[Collected data entries]
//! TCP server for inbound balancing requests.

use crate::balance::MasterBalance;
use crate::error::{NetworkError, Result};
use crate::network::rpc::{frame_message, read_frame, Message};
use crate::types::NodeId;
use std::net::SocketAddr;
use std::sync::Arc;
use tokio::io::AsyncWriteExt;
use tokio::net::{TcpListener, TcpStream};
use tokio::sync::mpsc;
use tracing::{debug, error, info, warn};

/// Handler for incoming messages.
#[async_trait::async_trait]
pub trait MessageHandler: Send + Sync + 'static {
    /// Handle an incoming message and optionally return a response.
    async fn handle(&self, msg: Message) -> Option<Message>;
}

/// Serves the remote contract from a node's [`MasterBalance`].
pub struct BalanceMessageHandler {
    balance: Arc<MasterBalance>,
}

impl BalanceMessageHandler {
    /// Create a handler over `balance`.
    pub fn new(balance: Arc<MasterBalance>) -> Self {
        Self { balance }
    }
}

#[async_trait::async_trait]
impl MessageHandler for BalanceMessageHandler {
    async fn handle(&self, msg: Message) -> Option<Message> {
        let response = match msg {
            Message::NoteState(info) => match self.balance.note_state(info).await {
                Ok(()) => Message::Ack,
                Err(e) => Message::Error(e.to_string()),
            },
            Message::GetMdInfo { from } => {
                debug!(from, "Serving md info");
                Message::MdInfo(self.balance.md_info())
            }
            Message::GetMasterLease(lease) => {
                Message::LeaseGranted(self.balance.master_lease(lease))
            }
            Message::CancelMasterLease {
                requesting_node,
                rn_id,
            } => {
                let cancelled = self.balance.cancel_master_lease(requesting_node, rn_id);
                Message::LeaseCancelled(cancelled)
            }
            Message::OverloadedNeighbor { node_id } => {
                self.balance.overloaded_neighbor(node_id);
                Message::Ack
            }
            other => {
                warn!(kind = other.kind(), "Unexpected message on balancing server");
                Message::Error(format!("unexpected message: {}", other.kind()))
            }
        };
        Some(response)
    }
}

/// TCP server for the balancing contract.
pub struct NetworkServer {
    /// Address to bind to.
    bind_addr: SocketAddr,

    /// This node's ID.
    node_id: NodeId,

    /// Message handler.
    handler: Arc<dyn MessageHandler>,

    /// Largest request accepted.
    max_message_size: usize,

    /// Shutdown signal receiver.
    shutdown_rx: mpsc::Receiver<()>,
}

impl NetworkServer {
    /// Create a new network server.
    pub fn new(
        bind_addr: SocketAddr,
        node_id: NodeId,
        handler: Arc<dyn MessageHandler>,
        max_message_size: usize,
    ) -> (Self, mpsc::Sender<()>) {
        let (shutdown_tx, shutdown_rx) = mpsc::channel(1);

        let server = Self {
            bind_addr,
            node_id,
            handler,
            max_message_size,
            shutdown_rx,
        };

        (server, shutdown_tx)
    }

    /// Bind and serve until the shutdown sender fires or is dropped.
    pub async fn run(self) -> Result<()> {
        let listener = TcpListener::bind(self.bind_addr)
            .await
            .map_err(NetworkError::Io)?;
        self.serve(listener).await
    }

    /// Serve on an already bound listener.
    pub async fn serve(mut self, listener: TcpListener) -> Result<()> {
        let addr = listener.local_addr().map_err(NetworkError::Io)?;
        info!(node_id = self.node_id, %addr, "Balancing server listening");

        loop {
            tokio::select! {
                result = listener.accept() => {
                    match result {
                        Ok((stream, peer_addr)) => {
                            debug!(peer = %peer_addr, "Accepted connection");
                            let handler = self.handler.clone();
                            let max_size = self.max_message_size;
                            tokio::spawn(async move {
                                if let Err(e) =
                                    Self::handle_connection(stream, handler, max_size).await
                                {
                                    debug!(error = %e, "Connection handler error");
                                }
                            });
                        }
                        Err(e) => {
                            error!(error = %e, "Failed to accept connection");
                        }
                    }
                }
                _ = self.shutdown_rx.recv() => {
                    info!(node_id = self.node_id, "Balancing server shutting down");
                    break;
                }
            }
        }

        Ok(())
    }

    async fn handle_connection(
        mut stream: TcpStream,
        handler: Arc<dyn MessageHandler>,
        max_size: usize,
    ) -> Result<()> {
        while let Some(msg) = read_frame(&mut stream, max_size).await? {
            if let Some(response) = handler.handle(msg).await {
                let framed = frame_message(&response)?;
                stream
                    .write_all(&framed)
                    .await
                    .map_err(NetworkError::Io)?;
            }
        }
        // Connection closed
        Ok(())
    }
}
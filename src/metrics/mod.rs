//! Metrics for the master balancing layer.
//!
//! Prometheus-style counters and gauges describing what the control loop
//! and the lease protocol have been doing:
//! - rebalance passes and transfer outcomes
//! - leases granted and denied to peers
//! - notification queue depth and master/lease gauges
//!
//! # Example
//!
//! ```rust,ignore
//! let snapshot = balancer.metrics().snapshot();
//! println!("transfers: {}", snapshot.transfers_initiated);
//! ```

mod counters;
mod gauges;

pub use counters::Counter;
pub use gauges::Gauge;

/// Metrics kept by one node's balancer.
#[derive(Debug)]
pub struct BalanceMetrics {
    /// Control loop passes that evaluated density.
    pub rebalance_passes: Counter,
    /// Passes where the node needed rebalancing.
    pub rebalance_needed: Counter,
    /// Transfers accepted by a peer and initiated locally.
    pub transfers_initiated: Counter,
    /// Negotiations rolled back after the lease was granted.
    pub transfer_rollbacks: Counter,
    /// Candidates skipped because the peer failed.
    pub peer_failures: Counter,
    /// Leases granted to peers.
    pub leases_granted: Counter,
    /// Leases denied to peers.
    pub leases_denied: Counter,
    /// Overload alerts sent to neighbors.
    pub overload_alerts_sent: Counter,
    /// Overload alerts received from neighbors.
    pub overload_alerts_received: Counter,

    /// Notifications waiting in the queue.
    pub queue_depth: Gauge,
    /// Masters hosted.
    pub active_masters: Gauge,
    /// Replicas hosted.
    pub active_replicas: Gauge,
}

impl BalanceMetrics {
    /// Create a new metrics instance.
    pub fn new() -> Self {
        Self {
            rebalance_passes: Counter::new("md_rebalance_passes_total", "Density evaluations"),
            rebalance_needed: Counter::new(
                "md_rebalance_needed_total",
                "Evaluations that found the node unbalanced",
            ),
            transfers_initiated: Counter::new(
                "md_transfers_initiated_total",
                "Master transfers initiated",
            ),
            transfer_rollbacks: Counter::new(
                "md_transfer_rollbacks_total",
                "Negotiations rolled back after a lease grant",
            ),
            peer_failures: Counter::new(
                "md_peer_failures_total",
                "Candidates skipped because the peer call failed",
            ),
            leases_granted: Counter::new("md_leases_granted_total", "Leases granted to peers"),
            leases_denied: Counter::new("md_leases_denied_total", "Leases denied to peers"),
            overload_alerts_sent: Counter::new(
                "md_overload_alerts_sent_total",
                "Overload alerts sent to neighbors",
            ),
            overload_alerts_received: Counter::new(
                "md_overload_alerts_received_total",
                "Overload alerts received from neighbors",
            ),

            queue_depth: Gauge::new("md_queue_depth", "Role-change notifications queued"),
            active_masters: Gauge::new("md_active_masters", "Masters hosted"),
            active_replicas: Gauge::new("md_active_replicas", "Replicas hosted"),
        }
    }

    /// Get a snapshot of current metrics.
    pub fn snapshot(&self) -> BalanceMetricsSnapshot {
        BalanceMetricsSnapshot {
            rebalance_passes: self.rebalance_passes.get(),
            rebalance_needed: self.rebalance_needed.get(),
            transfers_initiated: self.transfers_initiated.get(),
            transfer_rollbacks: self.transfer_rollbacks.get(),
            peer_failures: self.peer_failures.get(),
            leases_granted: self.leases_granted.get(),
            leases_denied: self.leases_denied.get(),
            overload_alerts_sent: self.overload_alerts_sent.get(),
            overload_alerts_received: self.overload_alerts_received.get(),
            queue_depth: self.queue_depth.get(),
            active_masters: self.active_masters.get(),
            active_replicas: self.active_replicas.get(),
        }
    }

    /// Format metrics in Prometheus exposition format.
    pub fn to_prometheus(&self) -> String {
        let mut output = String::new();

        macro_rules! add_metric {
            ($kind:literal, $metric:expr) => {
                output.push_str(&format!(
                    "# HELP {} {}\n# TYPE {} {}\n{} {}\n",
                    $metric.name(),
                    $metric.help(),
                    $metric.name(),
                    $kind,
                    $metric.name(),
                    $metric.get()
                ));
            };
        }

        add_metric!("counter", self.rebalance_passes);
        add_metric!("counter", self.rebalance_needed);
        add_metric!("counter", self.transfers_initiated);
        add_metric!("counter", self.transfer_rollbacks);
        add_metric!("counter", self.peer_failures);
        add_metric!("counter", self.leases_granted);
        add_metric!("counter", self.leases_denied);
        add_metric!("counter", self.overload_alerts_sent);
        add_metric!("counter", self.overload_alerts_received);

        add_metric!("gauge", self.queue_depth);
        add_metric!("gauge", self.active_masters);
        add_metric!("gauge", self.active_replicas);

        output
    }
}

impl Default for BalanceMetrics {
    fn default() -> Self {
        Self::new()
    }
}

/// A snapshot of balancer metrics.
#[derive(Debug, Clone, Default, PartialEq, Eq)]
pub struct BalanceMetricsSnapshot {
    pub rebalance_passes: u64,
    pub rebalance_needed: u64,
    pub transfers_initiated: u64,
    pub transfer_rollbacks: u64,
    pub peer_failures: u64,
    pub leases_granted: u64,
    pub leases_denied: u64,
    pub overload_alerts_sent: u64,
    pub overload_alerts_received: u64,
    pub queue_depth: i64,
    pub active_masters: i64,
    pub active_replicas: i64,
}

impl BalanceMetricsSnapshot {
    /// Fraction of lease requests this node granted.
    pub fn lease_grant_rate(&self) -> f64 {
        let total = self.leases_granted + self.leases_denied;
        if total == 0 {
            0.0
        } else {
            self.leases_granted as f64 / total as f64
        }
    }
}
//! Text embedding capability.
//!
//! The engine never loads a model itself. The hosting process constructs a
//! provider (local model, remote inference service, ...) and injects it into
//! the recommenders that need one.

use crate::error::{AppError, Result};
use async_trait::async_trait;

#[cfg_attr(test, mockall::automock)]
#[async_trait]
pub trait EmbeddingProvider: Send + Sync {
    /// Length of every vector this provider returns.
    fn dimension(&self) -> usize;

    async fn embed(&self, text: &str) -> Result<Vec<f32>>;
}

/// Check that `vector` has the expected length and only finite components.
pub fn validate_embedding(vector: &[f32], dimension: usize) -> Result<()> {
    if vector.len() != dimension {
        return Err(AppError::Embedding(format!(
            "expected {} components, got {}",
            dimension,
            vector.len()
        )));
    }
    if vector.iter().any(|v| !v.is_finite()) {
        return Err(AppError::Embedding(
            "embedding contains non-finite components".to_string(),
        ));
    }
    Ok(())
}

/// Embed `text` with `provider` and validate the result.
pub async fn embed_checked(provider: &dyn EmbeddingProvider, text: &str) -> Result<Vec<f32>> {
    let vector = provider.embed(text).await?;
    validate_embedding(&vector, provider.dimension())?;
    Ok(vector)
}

### What the task asks
Line count for the word "after": work out how many lines of the data above include it, and reply with that number alone.

### Response box
2